Records for this exercise >>

====================

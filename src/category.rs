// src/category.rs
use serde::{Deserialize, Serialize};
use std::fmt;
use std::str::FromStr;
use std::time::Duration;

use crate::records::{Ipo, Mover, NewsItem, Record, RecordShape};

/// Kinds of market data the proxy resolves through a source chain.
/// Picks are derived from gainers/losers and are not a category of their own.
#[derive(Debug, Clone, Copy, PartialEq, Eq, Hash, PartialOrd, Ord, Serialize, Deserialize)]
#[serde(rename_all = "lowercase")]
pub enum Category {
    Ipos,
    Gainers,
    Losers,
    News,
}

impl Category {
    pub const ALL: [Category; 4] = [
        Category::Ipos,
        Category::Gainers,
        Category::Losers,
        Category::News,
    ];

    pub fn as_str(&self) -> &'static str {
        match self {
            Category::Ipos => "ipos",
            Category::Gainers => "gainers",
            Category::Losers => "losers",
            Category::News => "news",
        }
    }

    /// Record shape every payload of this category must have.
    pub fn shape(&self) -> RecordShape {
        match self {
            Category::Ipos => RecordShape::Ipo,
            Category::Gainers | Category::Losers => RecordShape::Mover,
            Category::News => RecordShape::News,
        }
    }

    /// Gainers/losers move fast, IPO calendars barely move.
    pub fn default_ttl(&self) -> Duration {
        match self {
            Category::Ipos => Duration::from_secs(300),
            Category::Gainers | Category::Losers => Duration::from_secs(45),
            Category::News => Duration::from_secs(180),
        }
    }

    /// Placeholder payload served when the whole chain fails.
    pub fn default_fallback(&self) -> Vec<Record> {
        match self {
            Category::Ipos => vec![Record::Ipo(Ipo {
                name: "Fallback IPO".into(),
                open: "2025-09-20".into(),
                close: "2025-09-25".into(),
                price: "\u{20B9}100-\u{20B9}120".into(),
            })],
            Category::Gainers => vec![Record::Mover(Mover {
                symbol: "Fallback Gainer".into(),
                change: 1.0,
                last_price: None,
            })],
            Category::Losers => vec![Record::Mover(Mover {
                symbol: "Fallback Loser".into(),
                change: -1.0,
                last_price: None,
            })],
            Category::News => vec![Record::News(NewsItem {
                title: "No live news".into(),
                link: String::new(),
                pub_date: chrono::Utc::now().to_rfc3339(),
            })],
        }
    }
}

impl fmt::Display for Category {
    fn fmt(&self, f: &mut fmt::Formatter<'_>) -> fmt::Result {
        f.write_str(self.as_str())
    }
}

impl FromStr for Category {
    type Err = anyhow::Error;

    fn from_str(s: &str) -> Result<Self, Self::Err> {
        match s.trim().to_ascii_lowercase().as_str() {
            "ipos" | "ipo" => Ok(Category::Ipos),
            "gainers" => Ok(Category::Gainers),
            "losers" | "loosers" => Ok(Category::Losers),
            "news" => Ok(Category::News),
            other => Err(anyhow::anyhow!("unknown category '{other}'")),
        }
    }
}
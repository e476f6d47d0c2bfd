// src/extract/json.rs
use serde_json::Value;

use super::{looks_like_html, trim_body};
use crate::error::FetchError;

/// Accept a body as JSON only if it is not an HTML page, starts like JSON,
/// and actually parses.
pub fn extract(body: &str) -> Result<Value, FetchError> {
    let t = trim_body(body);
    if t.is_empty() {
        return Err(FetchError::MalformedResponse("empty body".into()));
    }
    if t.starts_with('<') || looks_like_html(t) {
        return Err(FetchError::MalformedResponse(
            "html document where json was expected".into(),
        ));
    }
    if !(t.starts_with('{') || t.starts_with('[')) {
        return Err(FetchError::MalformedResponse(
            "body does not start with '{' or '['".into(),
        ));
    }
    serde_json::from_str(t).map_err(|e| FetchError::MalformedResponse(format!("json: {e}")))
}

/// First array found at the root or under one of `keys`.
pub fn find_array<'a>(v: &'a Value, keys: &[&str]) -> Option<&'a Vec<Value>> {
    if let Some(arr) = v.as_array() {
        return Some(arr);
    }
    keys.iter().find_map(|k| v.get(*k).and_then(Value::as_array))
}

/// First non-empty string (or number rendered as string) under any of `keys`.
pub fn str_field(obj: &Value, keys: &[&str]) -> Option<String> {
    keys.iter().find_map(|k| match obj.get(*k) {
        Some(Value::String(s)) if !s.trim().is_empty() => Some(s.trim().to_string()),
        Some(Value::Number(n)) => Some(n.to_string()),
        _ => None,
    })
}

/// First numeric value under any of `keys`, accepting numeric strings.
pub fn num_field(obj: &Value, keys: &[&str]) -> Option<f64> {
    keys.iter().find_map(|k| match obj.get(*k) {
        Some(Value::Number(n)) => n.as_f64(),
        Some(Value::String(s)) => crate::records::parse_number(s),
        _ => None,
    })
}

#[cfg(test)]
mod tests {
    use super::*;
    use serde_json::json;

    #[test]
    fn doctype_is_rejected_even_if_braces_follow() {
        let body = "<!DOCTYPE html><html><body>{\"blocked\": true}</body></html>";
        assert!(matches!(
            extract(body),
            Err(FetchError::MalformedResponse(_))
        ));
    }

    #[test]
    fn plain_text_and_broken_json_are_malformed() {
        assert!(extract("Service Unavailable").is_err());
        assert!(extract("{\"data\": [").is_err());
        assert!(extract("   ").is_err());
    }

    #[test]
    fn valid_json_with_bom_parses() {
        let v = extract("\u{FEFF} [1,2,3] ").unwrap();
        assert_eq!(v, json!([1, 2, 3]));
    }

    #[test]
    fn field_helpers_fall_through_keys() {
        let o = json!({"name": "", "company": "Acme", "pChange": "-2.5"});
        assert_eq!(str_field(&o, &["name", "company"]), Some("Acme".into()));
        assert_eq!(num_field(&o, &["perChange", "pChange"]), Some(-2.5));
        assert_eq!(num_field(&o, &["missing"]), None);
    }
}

====================

What to produce >> An exact, complete copy of the lines above from the one with "impl FromStr for" through the one with "accepting numeric strings." is the whole answer.

Answer for this exercise >>
impl FromStr for Category {
    type Err = anyhow::Error;

    fn from_str(s: &str) -> Result<Self, Self::Err> {
        match s.trim().to_ascii_lowercase().as_str() {
            "ipos" | "ipo" => Ok(Category::Ipos),
            "gainers" => Ok(Category::Gainers),
            "losers" | "loosers" => Ok(Category::Losers),
            "news" => Ok(Category::News),
            other => Err(anyhow::anyhow!("unknown category '{other}'")),
        }
    }
}
repository e476f6d47d0c2bfd
// src/extract/json.rs
use serde_json::Value;

use super::{looks_like_html, trim_body};
use crate::error::FetchError;

/// Accept a body as JSON only if it is not an HTML page, starts like JSON,
/// and actually parses.
pub fn extract(body: &str) -> Result<Value, FetchError> {
    let t = trim_body(body);
    if t.is_empty() {
        return Err(FetchError::MalformedResponse("empty body".into()));
    }
    if t.starts_with('<') || looks_like_html(t) {
        return Err(FetchError::MalformedResponse(
            "html document where json was expected".into(),
        ));
    }
    if !(t.starts_with('{') || t.starts_with('[')) {
        return Err(FetchError::MalformedResponse(
            "body does not start with '{' or '['".into(),
        ));
    }
    serde_json::from_str(t).map_err(|e| FetchError::MalformedResponse(format!("json: {e}")))
}

/// First array found at the root or under one of `keys`.
pub fn find_array<'a>(v: &'a Value, keys: &[&str]) -> Option<&'a Vec<Value>> {
    if let Some(arr) = v.as_array() {
        return Some(arr);
    }
    keys.iter().find_map(|k| v.get(*k).and_then(Value::as_array))
}

/// First non-empty string (or number rendered as string) under any of `keys`.
pub fn str_field(obj: &Value, keys: &[&str]) -> Option<String> {
    keys.iter().find_map(|k| match obj.get(*k) {
        Some(Value::String(s)) if !s.trim().is_empty() => Some(s.trim().to_string()),
        Some(Value::Number(n)) => Some(n.to_string()),
        _ => None,
    })
}

/// First numeric value under any of `keys`, accepting numeric strings.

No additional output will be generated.